Alam Nurul, Chowdhury Hafizur Rahman, Bhuiyan Monirul Alam, Streatfield Peter Kim
Health and Demographic Surveillance Unit, ICDDR,B, Dhaka, Bangladesh.
J Health Popul Nutr. 2010 Oct;28(5):520-8. doi: 10.3329/jhpn.v28i5.6161.
The health system of a country needs to be adjusted to patterns of morbidity and mortality to mitigate the income-erosion consequences of prolonged ill-health and premature death of adults. Population-based data on mortality by cause are a key to modifying the health system. However, these data are scarce, particularly for rural populations in developing countries. The objectives of this study were to determine the burdens of health due to major causes of death obtained from verbal autopsy of adults and the elderly and their healthcare-seeking patterns before death in a well-defined rural population. There were 2,397 deaths--613 were among adults aged 15-59 years and 1,784 among the elderly aged 60+ years--during 2003-2004 in the health and demographic surveillance area in Matlab, a rural area of Bangladesh. Trained interviewers interviewed close relatives of the deceased using a structured verbal-autopsy questionnaire to record signs and symptoms of diseases/conditions that led to death and medical consultations before death. Two physicians independently assigned the underlying causes of deaths with disagreements resolved by a third physician. The physicians were able to assign a specific cause in 91% of the cases. Rates and proportions were used for estimating the burden of diseases by cause. Of all deaths of adults and the elderly, communicable diseases accounted for 18% and non-communicable diseases for 66%, with the proportion of non-communicable diseases increasing with age. Leading non-communicable diseases were diseases of the circulatory system (35%), neoplasms (11%), diseases of the respiratory system (10%), diseases of the digestive system (6%), and endocrine and metabolic disorders (6%), all of which accounted for 68% of deaths. Injury and other external causes accounted for another 5% of the deaths. During terminal illness, 31% of the adults and 25% of the elderly sought treatment from medical doctors, and 14% of the adults and 4% of the elderly died in healthcare facilities. The findings suggest that the health managers and policy-makers of Bangladesh should recognize the importance of prevention and management of chronic diseases and place it on the health agenda for rural people.

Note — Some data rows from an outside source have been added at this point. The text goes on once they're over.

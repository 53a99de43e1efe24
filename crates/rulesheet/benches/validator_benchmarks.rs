//! Validator performance benchmarks.
//!
//! Measures full validation runs over synthetic claim sheets.

use criterion::{black_box, criterion_group, criterion_main, BenchmarkId, Criterion, Throughput};
use rulesheet::{Rule, RuleSet, Rulesheet, Scalar, Sheet, TypeMap};

const STATUSES: &[&str] = &["Paid", "Pending", "Void", "Closed"];
const REGIONS: &[&str] = &["North", "South", "East", "West", ""];

/// Generate a synthetic claims sheet with the given number of rows.
fn generate_claims(rows: usize) -> Sheet {
    let headers = ["Claim No", "Claim Type", "Status", "Amount", "Region", "Loss Date"]
        .iter()
        .map(|h| h.to_string())
        .collect();

    let data = (0..rows)
        .map(|row| {
            let amount = if row % 7 == 0 {
                Scalar::from("n/a")
            } else {
                Scalar::Number((row % 500) as f64 * 10.0)
            };
            vec![
                Scalar::from(format!("C{:06}", row)),
                Scalar::from(if row % 3 == 0 { "Home" } else { "Motor" }),
                Scalar::from(STATUSES[row % STATUSES.len()]),
                amount,
                Scalar::infer(REGIONS[row % REGIONS.len()], true),
                Scalar::Number(44_000.0 + (row % 1_000) as f64),
            ]
        })
        .collect();

    Sheet::new("Claims", headers, data)
}

fn type_map() -> TypeMap {
    TypeMap::new()
        .with("Claim No", "text")
        .with("Claim Type", "text")
        .with("Amount", "number")
        .with("Loss Date", "date")
}

fn rules() -> RuleSet {
    let rule = |no: &str, conditions: &[&str]| {
        Rule::new(
            no,
            format!("rule {}", no),
            conditions.iter().map(|c| c.to_string()).collect(),
        )
    };
    vec![
        rule("R1", &["Status == Paid|Closed", "Amount > 0"]),
        rule("R2", &["Claim Type == 'Motor'", "Region != ''", "Region == North|South|East|West"]),
        rule("R3", &["Loss Date > '2020-01-01'", "Amount < 10000"]),
    ]
    .into_iter()
    .collect()
}

/// Benchmark complete validation runs of various sizes.
fn bench_validate(c: &mut Criterion) {
    let mut group = c.benchmark_group("validate");
    let rulesheet = Rulesheet::new();
    let type_map = type_map();
    let rules = rules();

    for rows in [100, 1_000, 10_000].iter() {
        let sheet = generate_claims(*rows);
        group.throughput(Throughput::Elements(*rows as u64));
        group.bench_with_input(BenchmarkId::new("rows", rows), &sheet, |b, sheet| {
            b.iter(|| black_box(rulesheet.validate(sheet, &type_map, &rules)))
        });
    }

    group.finish();
}

/// Benchmark row normalization alone (header keys and serial dates).
fn bench_normalize(c: &mut Criterion) {
    let rulesheet = Rulesheet::new();
    let sheet = generate_claims(1_000);

    c.bench_function("normalize_rows_1000", |b| {
        b.iter(|| black_box(rulesheet.normalize_rows(&sheet)))
    });
}

criterion_group!(benches, bench_validate, bench_normalize);
criterion_main!(benches);
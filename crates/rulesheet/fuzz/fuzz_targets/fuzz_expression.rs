//! Fuzz target for condition expressions.
//!
//! Parsing arbitrary condition text and evaluating whatever parses must
//! never panic.

#![no_main]

use arbitrary::Arbitrary;
use libfuzzer_sys::fuzz_target;
use rulesheet::expression::Expression;
use rulesheet::schema::normalize_condition;
use rulesheet::Row;

#[derive(Arbitrary, Debug)]
struct Input {
    condition: String,
    status: String,
    amount: f64,
}

fuzz_target!(|input: Input| {
    if input.condition.len() > 1_000 {
        return;
    }

    let normalized = normalize_condition(&input.condition);
    if let Ok(expression) = Expression::parse(&normalized) {
        let row = Row::new()
            .with("status", input.status.as_str())
            .with("amount", input.amount);
        let _ = expression.is_satisfied(&row);
    }
});
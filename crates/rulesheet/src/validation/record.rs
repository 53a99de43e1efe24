//! Error records for rule violations.

use serde::{Deserialize, Serialize};

use crate::input::Scalar;

/// Which validator produced an error.
#[derive(Debug, Clone, Copy, PartialEq, Eq, Hash, Serialize, Deserialize)]
#[serde(rename_all = "camelCase")]
pub enum ErrorCategory {
    /// Cell value does not match the type declared in the type map.
    DataType,
    /// A condition rule failed for the row.
    Condition,
}

impl ErrorCategory {
    /// Get a human-readable label.
    pub fn label(&self) -> &'static str {
        match self {
            ErrorCategory::DataType => "Data Type",
            ErrorCategory::Condition => "Condition",
        }
    }

    /// Name of the output sheet collecting rows with this kind of error.
    pub fn sheet_name(&self) -> &'static str {
        match self {
            ErrorCategory::DataType => "DataTypeErrors",
            ErrorCategory::Condition => "ConditionErrors",
        }
    }
}

/// One reported violation, attributable to a row and column.
#[derive(Debug, Clone, PartialEq, Serialize, Deserialize)]
#[serde(rename_all = "camelCase")]
pub struct ErrorRecord {
    /// Zero-based index of the row in the input.
    pub row: usize,
    pub category: ErrorCategory,
    /// Value of the row's claim column, when it has one.
    pub claim_number: Option<String>,
    /// Column the error is attributed to: the type-map key for type errors,
    /// the declared sheet header for condition errors.
    pub header: String,
    /// The offending cell value.
    pub value: Scalar,
    #[serde(skip_serializing_if = "Option::is_none", default)]
    pub rule_no: Option<String>,
    #[serde(skip_serializing_if = "Option::is_none", default)]
    pub description: Option<String>,
    /// Condition text as authored, for condition errors.
    #[serde(skip_serializing_if = "Option::is_none", default)]
    pub condition: Option<String>,
    pub message: String,
}

impl ErrorRecord {
    pub fn new(
        row: usize,
        category: ErrorCategory,
        header: impl Into<String>,
        value: Scalar,
        message: impl Into<String>,
    ) -> Self {
        Self {
            row,
            category,
            claim_number: None,
            header: header.into(),
            value,
            rule_no: None,
            description: None,
            condition: None,
            message: message.into(),
        }
    }

    /// Set the claim number; blank values are left unset.
    pub fn with_claim_number(mut self, claim: &Scalar) -> Self {
        self.claim_number = if claim.is_null() {
            None
        } else {
            Some(claim.to_text())
        };
        self
    }

    /// Set the rule number and description.
    pub fn with_rule(mut self, rule_no: impl Into<String>, description: impl Into<String>) -> Self {
        self.rule_no = Some(rule_no.into());
        self.description = Some(description.into());
        self
    }

    /// Set the condition text.
    pub fn with_condition(mut self, condition: impl Into<String>) -> Self {
        self.condition = Some(condition.into());
        self
    }
}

一个国家的卫生系统需要根据发病率和死亡率模式进行调整,以减轻成年人长期健康不佳和过早死亡所带来的收入侵蚀后果。基于人群的死因数据是调整卫生系统的关键。然而,这些数据很稀缺,特别是在发展中国家的农村地区。本研究的目的是确定在一个明确界定的农村人口中,通过对成年人和老年人进行死因推断获得的主要死因导致的健康负担,以及他们在死亡前的就医模式。2003年至2004年期间,在孟加拉国农村地区马特莱布的卫生和人口监测区,共有2397人死亡,其中15至59岁的成年人死亡613人,60岁及以上的老年人死亡1784人。经过培训的访谈员使用结构化的死因推断问卷对死者的近亲进行访谈,以记录导致死亡的疾病/状况的体征和症状以及死亡前的医疗咨询情况。两名医生独立确定死因,如有分歧则由第三名医生解决。医生们能够在91%的病例中确定具体死因。发病率和比例用于按病因估计疾病负担。在所有成年人和老年人死亡中,传染病占18%,非传染病占66%,非传染病的比例随年龄增长而增加。主要的非传染病是循环系统疾病(35%)、肿瘤(11%)、呼吸系统疾病(10%)、消化系统疾病(6%)以及内分泌和代谢紊乱(6%),所有这些疾病占死亡总数的68%。伤害和其他外部原因占死亡总数的另外5%。在临终期间,31%的成年人和25%的老年人寻求医生治疗,14%的成年人和4%的老年人在医疗机构死亡。研究结果表明,孟加拉国的卫生管理人员和政策制定者应认识到预防和管理慢性病的重要性,并将其纳入农村人口的健康议程。